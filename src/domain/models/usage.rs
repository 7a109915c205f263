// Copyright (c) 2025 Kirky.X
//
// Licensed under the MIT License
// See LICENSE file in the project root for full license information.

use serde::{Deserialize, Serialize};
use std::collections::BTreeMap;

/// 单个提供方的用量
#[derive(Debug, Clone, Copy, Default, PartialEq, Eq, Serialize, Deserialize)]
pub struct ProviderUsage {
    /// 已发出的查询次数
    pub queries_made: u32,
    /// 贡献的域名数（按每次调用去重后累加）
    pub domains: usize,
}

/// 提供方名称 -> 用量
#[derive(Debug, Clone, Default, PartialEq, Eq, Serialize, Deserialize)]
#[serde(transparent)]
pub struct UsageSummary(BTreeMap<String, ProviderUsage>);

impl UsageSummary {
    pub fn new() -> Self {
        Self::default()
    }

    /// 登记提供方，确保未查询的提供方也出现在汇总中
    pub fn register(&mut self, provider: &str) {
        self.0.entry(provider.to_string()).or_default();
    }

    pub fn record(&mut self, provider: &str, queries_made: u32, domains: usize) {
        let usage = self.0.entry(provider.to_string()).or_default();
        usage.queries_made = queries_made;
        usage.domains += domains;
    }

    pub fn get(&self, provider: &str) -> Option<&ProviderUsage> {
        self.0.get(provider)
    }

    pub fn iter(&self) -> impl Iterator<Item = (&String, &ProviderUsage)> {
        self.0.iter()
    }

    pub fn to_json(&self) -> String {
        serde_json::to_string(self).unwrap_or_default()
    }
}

#####

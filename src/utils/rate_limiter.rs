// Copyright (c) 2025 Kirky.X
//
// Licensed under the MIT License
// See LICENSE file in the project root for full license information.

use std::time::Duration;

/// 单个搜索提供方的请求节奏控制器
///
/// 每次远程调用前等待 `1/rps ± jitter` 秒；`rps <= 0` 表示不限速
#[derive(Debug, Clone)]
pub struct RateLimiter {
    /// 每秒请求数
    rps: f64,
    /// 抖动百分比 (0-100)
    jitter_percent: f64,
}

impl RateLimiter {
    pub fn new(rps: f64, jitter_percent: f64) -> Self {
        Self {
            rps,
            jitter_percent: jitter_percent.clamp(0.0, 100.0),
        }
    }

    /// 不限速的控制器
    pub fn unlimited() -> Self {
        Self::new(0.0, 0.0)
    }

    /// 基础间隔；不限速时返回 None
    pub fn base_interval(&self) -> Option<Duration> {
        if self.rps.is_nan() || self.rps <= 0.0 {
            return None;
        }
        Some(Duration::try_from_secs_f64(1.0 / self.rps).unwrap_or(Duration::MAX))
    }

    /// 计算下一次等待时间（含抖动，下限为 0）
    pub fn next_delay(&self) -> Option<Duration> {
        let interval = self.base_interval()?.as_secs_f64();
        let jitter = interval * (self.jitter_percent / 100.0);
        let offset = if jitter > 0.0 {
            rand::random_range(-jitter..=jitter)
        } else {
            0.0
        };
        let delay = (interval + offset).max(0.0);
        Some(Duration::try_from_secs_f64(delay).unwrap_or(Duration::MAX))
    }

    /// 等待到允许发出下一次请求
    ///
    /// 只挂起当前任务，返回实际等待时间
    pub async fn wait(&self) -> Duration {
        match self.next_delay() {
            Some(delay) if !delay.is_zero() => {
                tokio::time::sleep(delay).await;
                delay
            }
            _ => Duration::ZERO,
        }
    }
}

#####

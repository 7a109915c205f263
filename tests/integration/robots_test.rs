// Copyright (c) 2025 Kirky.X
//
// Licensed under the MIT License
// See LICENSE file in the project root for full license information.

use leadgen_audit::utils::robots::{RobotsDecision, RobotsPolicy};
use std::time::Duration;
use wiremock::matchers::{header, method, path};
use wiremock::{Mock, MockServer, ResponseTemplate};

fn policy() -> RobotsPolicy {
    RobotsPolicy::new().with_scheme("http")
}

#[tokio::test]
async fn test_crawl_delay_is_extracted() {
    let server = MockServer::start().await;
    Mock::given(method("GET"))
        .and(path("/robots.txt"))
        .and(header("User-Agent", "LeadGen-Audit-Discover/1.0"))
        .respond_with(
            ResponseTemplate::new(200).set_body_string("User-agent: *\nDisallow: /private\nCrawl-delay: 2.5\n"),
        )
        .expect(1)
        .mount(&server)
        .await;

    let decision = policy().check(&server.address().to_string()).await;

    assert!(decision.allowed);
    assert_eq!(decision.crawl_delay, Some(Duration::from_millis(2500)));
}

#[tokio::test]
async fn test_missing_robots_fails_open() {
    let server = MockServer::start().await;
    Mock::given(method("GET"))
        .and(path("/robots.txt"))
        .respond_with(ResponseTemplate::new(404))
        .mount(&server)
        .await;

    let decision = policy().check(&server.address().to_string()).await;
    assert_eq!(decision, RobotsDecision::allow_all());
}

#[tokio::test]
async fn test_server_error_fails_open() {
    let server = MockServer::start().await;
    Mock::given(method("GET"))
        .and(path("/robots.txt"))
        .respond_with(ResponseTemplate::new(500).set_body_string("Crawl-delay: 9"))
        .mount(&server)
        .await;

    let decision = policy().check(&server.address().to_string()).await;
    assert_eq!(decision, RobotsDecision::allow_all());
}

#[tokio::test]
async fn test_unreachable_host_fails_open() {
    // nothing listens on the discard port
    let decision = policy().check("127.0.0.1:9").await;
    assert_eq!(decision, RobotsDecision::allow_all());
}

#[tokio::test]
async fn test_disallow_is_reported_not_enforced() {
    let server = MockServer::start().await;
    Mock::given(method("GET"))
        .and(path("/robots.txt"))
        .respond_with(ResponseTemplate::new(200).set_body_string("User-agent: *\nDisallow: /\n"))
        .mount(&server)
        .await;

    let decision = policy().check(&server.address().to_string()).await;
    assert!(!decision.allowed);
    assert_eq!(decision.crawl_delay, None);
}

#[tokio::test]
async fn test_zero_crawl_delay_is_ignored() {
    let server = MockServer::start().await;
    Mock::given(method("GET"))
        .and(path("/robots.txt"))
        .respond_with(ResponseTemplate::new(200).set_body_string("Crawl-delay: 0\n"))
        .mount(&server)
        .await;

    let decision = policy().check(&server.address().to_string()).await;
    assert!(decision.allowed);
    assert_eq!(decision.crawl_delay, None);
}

#####

_Your task_.
Check each line above for the string "entry" and show the ones that have it.

_Completed exercise_.
        self.0.entry(provider.to_string()).or_default();
        let usage = self.0.entry(provider.to_string()).or_default();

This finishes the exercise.